How They Work Together
Let’s walk through the sequence:
Step 1: Entry Fulfillment (The Immediate Response)
As soon as a user enters a Page, the Entry Fulfillment fires.
This is typically a short message like:
“Let me check your order status for you…”
It reassures the user that something is happening—even while the system is still working behind the scenes.
Step 2: External Webhook (The Real Work)
Next, the Page calls an External Webhook.
This is a standard API request to your backend—for example, querying a database with a user ID to retrieve shipping details.
Step 3: Session Parameters (The Memory)
The webhook response is saved into Session Parameters.
This data becomes the bot’s short-term memory and is used to:
- Construct the final response
- Drive conditional logic
- Decide which path to take next
Why This Pattern Is Powerful
The bot isn’t just reciting scripted responses. Entry Fulfillment keeps the conversation feeling natural, while Webhooks inject real-time, personalized data. Together, they turn the assistant into a dynamic system instead of a static flowchart.
State Handlers
State Handlers are the control center of a Page.
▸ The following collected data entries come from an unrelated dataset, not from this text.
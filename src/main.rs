//! Binary entry point: parse configuration, wire the cache engine, the
//! upstream matchers, and the HTTP client into a [`proximate::driver::Driver`],
//! then run the accept loop.

use clap::Parser;
use proximate::cache::DiskCacheEngine;
use proximate::config::Config;
use proximate::driver::{Driver, Matchers};
use proximate::logging;
use proximate::server;
use proximate::upstreams::UpstreamMatcher;
use std::sync::Arc;

#[tokio::main]
async fn main() -> std::io::Result<()> {
    let config = Config::parse();
    logging::init(config.quiet);

    std::fs::create_dir_all(&config.data)?;

    let matchers = Matchers {
        git_packs: UpstreamMatcher::parse(&config.cache_git_packs),
        deb_pools: UpstreamMatcher::parse(&config.cache_deb_pools),
    };
    let engine = DiskCacheEngine::new(config.data.clone());
    let http_client = reqwest::Client::builder()
        .build()
        .expect("failed to build upstream HTTP client");
    let driver = Arc::new(Driver::new(matchers, engine, http_client));

    server::run(config, driver).await
}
Once data is available (or an error occurs), State Handlers evaluate the situation and determine the next transition. Dialogflow CX processes them in a specific priority order.
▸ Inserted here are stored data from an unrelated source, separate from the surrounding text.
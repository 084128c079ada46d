use std::cell::RefCell;

use anyhow::{Context, Result, bail};
use reqwest::blocking::Client;
use serde_json::{Value, json};
use tracing::{info, warn};

use crate::http_client::http_client;
use crate::render::{Entity, EntityKind, RenderedMessage, utf16_len};

const TELEGRAM_API: &str = "https://api.telegram.org";
/// Maximum message length, in UTF-16 code units.
pub const MESSAGE_LIMIT: usize = 4096;
const BLOCK_SEPARATOR: &str = "\n\n";

pub trait Publisher {
    fn publish(&self, message: &RenderedMessage) -> Result<()>;
}

pub struct TelegramPublisher {
    client: &'static Client,
    token: String,
    chat_id: String,
}

impl TelegramPublisher {
    pub fn new(token: &str, chat_id: &str) -> Result<Self> {
        Ok(Self {
            client: http_client()?,
            token: token.to_string(),
            chat_id: chat_id.to_string(),
        })
    }

    fn send_chunk(&self, chunk: &RenderedMessage) -> Result<i64> {
        let url = format!("{TELEGRAM_API}/bot{}/sendMessage", self.token);
        let body = send_message_body(&self.chat_id, chunk);
        let resp = self
            .client
            .post(&url)
            .json(&body)
            .send()
            .context("telegram request failed")?;
        let status = resp.status();
        if !status.is_success() {
            let text = resp.text().unwrap_or_default();
            warn!("Telegram sendMessage failed: {status} {text}");
            bail!("Telegram sendMessage failed: {status} {text}");
        }
        let reply: Value = resp.json().context("invalid telegram reply")?;
        Ok(reply["result"]["message_id"].as_i64().unwrap_or(0))
    }
}

impl Publisher for TelegramPublisher {
    fn publish(&self, message: &RenderedMessage) -> Result<()> {
        let chunks = split_message(message, MESSAGE_LIMIT);
        let total = chunks.len();
        for (idx, chunk) in chunks.iter().enumerate() {
            let message_id = self
                .send_chunk(chunk)
                .with_context(|| format!("sending part {} of {total}", idx + 1))?;
            info!(message_id, part = idx + 1, total, "published digest");
        }
        Ok(())
    }
}

/// Dry runs: prints each request body instead of sending it.
pub struct StdoutPublisher {
    chat_id: String,
}

impl StdoutPublisher {
    pub fn new(chat_id: Option<&str>) -> Self {
        Self {
            chat_id: chat_id.unwrap_or("dry-run").to_string(),
        }
    }
}

impl Publisher for StdoutPublisher {
    fn publish(&self, message: &RenderedMessage) -> Result<()> {
        for chunk in split_message(message, MESSAGE_LIMIT) {
            let body = send_message_body(&self.chat_id, &chunk);
            println!("{}", chunk.text);
            println!(
                "{}",
                serde_json::to_string_pretty(&body["entities"]).context("encode entities")?
            );
        }
        Ok(())
    }
}

/// Keeps every published message in memory.
#[derive(Debug, Default)]
pub struct RecordingPublisher {
    sent: RefCell<Vec<RenderedMessage>>,
}

impl RecordingPublisher {
    pub fn new() -> Self {
        Self::default()
    }

    pub fn sent(&self) -> Vec<RenderedMessage> {
        self.sent.borrow().clone()
    }
}

impl Publisher for RecordingPublisher {
    fn publish(&self, message: &RenderedMessage) -> Result<()> {
        self.sent.borrow_mut().push(message.clone());
        Ok(())
    }
}

pub fn send_message_body(chat_id: &str, message: &RenderedMessage) -> Value {
    let entities: Vec<Value> = message.entities.iter().map(entity_json).collect();
    let mut body = json!({
        "chat_id": chat_id,
        "text": message.text,
        "disable_web_page_preview": true,
    });
    if !entities.is_empty() {
        body["entities"] = Value::Array(entities);
    }
    body
}

pub fn entity_json(entity: &Entity) -> Value {
    match &entity.kind {
        EntityKind::Bold => json!({
            "type": "bold",
            "offset": entity.offset,
            "length": entity.length,
        }),
        EntityKind::CustomEmoji(id) => json!({
            "type": "custom_emoji",
            "offset": entity.offset,
            "length": entity.length,
            "custom_emoji_id": id,
        }),
    }
}

/// Splits at blank lines so each part stays within `limit` UTF-16 units;
/// spans are rebased onto their part. A single block longer than `limit`
/// is cut at character boundaries.
pub fn split_message(message: &RenderedMessage, limit: usize) -> Vec<RenderedMessage> {
    let text = message.text.as_str();
    if limit == 0 || utf16_len(text) <= limit {
        return vec![message.clone()];
    }

    let mut blocks = Vec::new();
    let mut start = 0;
    for (pos, _) in text.match_indices(BLOCK_SEPARATOR) {
        blocks.push((start, pos));
        start = pos + BLOCK_SEPARATOR.len();
    }
    blocks.push((start, text.len()));

    let mut ranges: Vec<(usize, usize)> = Vec::new();
    let mut current: Option<(usize, usize)> = None;
    for (bs, be) in blocks {
        if let Some((cs, ce)) = current {
            if utf16_len(&text[cs..be]) <= limit {
                current = Some((cs, be));
                continue;
            }
            ranges.push((cs, ce));
            current = None;
        }
        if utf16_len(&text[bs..be]) <= limit {
            current = Some((bs, be));
        } else {
            ranges.extend(hard_split(text, bs, be, limit));
        }
    }
    ranges.extend(current);

    ranges
        .into_iter()
        .filter(|(s, e)| s < e)
        .map(|(s, e)| slice_message(message, s, e))
        .collect()
}

fn hard_split(text: &str, start: usize, end: usize, limit: usize) -> Vec<(usize, usize)> {
    let mut out = Vec::new();
    let mut piece_start = start;
    let mut units = 0;
    for (idx, ch) in text[start..end].char_indices() {
        let at = start + idx;
        if units + ch.len_utf16() > limit && at > piece_start {
            out.push((piece_start, at));
            piece_start = at;
            units = 0;
        }
        units += ch.len_utf16();
    }
    if piece_start < end {
        out.push((piece_start, end));
    }
    out
}

fn slice_message(message: &RenderedMessage, start: usize, end: usize) -> RenderedMessage {
    let text = &message.text[start..end];
    let base = utf16_len(&message.text[..start]);
    let limit = base + utf16_len(text);
    let entities = message
        .entities
        .iter()
        .filter(|e| e.offset >= base && e.offset < limit)
        .map(|e| Entity {
            offset: e.offset - base,
            length: e.length.min(limit - e.offset),
            kind: e.kind.clone(),
        })
        .collect();
    RenderedMessage {
        text: text.to_string(),
        entities,
    }
}

#[cfg(test)]
mod tests {
    use super::{send_message_body, split_message};
    use crate::render::{Entity, EntityKind, RenderedMessage};

    fn message() -> RenderedMessage {
        RenderedMessage {
            text: "🏀 Бостон 118\n\n⭐ Лейкерс 112".to_string(),
            entities: vec![
                Entity {
                    offset: 10,
                    length: 3,
                    kind: EntityKind::Bold,
                },
                Entity {
                    offset: 15,
                    length: 1,
                    kind: EntityKind::CustomEmoji("42".into()),
                },
            ],
        }
    }

    #[test]
    fn short_message_is_untouched() {
        let msg = message();
        assert_eq!(split_message(&msg, 4096), vec![msg]);
    }

    #[test]
    fn split_rebases_entities() {
        let parts = split_message(&message(), 16);
        assert_eq!(parts.len(), 2);
        assert_eq!(parts[0].text, "🏀 Бостон 118");
        assert_eq!(parts[0].entities[0].offset, 10);
        assert_eq!(parts[1].text, "⭐ Лейкерс 112");
        assert_eq!(parts[1].entities.len(), 1);
        assert_eq!(parts[1].entities[0].offset, 0);
        assert_eq!(
            parts[1].entities[0].kind,
            EntityKind::CustomEmoji("42".into())
        );
    }

    #[test]
    fn body_carries_entities() {
        let body = send_message_body("@nba", &message());
        assert_eq!(body["chat_id"], "@nba");
        assert_eq!(body["entities"][0]["type"], "bold");
        assert_eq!(body["entities"][1]["custom_emoji_id"], "42");
    }
}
1. Intent Routes (The “What”)
These routes listen for explicit user intents.
If the user says something like:
“I want to cancel my order”
…the Intent Route immediately transitions to the relevant cancellation page, regardless of the current step.
2. Condition Routes (The “Logic”)
Condition Routes evaluate session data using if/then logic.
For example:
- If
$order_status == "delivered"→ go to the feedback page - If
$payment_failed == true→ escalate to support
These routes rely entirely on Session Parameters populated earlier.
3. Event Handlers (The “Exceptions”)
Event Handlers catch system-level situations, such as:
- Webhook failures
- No-input or no-match scenarios
- Timeouts or unexpected errors
This is where recovery logic lives.
The Outcome: Transitions
No matter which handler triggers, the result is always a Transition. From there, Dialogflow CX supports three outcomes:
- Move to a New Page
- Move to a New Flow
- End the Session
This consistent model is what makes complex conversations manageable—even at scale.
Final Thoughts
What stands out most about Dialogflow CX is that it doesn’t treat conversation as something fuzzy or purely probabilistic. Instead, it treats it as a system—one with structure, boundaries, ownership, and explicit transitions.
Flows and Pages feel less like a chatbot and more like a state machine for human interaction. That can feel rigid at first, especially if you’re coming from an LLM-first mindset where everything is flexible and emergent. But that rigidity is also the point. It makes conversations observable, testable, and debuggable—qualities that matter a lot once an assistant moves beyond a demo and into production.
This design also reveals how Google thinks about scale:
- Teams need clear ownership over parts of the conversation
- Logic needs to be inspectable, not implicit
- Failures need first-class handling, not best-effort guessing
Dialogflow CX isn’t trying to be a “thinking agent.” It’s trying to be a reliable conversational workflow engine. And in domains where correctness, predictability, and compliance matter more than creativity, that trade-off starts to look very intentional.